* _Task brief_
From the records that follow, copy every line in which "commits" appears.

——

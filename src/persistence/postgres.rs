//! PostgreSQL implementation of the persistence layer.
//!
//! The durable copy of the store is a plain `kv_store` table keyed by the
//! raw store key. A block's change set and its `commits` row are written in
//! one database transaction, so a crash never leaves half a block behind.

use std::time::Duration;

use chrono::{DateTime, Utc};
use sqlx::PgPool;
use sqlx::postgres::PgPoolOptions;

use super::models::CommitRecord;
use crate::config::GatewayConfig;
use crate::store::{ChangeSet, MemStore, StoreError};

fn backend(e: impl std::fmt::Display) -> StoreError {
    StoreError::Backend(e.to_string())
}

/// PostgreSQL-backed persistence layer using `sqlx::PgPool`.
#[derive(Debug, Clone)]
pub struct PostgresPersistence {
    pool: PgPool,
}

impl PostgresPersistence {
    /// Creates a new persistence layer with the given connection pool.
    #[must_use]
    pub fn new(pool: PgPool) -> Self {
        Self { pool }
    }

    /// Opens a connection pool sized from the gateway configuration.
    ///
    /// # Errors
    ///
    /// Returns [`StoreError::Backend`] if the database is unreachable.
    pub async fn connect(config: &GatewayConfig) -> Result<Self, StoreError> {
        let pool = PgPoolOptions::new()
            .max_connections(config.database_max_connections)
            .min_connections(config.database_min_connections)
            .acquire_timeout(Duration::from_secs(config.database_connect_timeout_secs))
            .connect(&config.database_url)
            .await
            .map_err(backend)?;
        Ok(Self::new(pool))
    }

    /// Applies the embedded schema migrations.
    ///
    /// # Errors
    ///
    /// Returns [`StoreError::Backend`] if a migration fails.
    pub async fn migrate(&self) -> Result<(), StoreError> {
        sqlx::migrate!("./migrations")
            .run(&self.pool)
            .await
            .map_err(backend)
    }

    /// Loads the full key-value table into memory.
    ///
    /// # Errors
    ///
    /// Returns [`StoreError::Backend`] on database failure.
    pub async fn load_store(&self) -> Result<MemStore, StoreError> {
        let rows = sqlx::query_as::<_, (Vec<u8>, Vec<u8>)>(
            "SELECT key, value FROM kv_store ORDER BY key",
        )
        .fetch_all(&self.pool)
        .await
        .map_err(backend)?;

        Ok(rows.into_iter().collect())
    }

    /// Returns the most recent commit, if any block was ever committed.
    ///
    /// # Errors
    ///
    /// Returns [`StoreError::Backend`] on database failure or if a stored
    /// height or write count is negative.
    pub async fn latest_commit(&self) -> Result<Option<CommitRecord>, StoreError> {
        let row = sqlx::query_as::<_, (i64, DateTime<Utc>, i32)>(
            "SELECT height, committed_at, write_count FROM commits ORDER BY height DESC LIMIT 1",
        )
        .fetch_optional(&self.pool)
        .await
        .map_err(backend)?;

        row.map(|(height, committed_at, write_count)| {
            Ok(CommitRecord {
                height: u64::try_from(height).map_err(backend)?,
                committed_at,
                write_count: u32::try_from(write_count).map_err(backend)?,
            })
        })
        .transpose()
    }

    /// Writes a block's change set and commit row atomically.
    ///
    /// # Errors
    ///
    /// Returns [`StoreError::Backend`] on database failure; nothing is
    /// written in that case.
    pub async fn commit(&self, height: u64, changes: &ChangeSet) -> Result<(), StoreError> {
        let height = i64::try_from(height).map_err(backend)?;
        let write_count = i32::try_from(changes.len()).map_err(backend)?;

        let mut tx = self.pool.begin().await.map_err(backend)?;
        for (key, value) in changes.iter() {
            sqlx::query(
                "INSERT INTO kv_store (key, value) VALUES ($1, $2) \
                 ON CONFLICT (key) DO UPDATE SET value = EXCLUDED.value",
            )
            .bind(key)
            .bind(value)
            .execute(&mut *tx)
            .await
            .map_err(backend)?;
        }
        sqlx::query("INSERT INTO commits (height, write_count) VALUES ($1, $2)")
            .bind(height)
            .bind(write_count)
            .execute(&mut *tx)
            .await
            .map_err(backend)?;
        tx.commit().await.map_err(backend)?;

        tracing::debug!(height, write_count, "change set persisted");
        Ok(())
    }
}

——

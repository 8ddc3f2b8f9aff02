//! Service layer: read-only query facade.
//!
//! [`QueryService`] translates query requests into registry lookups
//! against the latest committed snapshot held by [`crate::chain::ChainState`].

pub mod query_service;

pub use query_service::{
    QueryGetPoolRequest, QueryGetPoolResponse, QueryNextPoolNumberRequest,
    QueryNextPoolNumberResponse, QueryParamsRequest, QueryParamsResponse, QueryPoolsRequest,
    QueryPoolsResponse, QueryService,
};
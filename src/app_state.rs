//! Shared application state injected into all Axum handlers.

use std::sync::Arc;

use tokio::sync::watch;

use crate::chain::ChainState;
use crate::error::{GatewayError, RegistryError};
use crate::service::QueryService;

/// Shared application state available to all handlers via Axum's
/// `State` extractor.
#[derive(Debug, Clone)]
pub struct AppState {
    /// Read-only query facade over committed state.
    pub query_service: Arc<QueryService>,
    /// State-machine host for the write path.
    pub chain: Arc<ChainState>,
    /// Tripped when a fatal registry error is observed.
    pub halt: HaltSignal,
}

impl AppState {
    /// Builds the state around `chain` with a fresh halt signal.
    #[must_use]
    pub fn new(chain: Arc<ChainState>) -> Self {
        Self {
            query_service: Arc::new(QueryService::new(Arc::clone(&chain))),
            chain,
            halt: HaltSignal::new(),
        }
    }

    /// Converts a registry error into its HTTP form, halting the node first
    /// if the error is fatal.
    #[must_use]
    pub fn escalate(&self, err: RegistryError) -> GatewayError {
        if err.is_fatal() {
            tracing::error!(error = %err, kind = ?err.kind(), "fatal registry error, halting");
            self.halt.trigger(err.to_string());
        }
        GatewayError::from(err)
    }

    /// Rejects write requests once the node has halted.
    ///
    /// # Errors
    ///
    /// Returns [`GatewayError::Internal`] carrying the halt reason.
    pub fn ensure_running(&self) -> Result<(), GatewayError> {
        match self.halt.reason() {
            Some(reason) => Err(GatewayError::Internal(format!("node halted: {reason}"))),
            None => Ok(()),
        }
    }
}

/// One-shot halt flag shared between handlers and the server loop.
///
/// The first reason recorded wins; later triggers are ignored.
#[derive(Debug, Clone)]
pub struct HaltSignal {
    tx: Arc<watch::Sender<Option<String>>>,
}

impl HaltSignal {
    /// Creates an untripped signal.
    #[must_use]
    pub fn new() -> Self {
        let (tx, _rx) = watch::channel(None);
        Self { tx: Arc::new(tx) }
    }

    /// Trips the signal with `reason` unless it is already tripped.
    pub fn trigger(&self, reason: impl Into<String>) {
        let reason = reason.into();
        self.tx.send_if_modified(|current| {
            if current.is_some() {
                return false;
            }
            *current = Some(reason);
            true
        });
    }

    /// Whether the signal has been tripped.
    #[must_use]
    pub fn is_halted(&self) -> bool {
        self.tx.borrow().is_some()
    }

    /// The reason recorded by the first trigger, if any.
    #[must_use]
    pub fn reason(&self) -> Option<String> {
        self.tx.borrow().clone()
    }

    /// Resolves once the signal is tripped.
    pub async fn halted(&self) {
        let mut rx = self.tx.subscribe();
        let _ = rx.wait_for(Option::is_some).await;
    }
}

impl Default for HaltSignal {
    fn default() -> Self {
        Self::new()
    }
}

——

* _Final answer_
//! raw store key. A block's change set and its `commits` row are written in
            "SELECT height, committed_at, write_count FROM commits ORDER BY height DESC LIMIT 1",
        sqlx::query("INSERT INTO commits (height, write_count) VALUES ($1, $2)")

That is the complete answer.